* Stored data entries
/---

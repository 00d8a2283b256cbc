//! Webcam power state.
//!
//! The webcam is switched on and off through its USB configuration value:
//! writing `1` to `bConfigurationValue` selects the device's configuration
//! (powered), writing `0` unconfigures it (unpowered).

use std::fmt;

use crate::domain::usb::UsbIdentity;

/// Why camera support is disabled for this run.
#[derive(Debug, Clone, PartialEq, Eq)]
pub enum CameraUnavailable {
    /// No device in the input listing has "webcam" in its name.
    NotListed,
    /// The listed identity matches no USB device.
    NotFound(UsbIdentity),
    /// The listed identity matches several USB devices.
    Ambiguous(UsbIdentity, usize),
    /// A unique device was found but its configuration value could not be read.
    StateUnreadable(String),
}

impl fmt::Display for CameraUnavailable {
    fn fmt(&self, f: &mut fmt::Formatter<'_>) -> fmt::Result {
        match self {
            Self::NotListed => write!(f, "no webcam in the input device listing"),
            Self::NotFound(id) => write!(f, "no USB device matches webcam {id}"),
            Self::Ambiguous(id, n) => write!(f, "{n} USB devices match webcam {id}"),
            Self::StateUnreadable(bus) => write!(f, "could not read power state of USB device {bus}"),
        }
    }
}

/// The resolved webcam and its last-known power state.
#[derive(Debug, Clone, PartialEq, Eq)]
pub struct WebcamDevice {
    bus_location_id: String,
    powered: bool,
}

impl WebcamDevice {
    /// Builds the device from the text of its `bConfigurationValue` file.
    ///
    /// The camera is considered powered only when the value is exactly `1`;
    /// an empty value (unconfigured device) or `0` means off.
    pub fn from_configuration_value(bus_location_id: impl Into<String>, value: &str) -> Self {
        Self {
            bus_location_id: bus_location_id.into(),
            powered: value.trim() == "1",
        }
    }

    pub fn bus_location_id(&self) -> &str {
        &self.bus_location_id
    }

    pub fn powered(&self) -> bool {
        self.powered
    }

    /// The configuration value that flips the current state.
    pub fn toggled_value(&self) -> &'static str {
        if self.powered {
            "0"
        } else {
            "1"
        }
    }

    /// Records that the flipped value was written.
    pub fn commit_toggle(&mut self) {
        self.powered = !self.powered;
    }
}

\---

* Exercise aim
Exact copies of the line containing "pub fn powered(&self)" and of every line after it through the end of the entries are all that should be output.

* Solution to this exercise
    pub fn powered(&self) -> bool {
        self.powered
    }

    /// The configuration value that flips the current state.
    pub fn toggled_value(&self) -> &'static str {
        if self.powered {
            "0"
        } else {
            "1"
        }
    }

    /// Records that the flipped value was written.
    pub fn commit_toggle(&mut self) {
        self.powered = !self.powered;
    }
}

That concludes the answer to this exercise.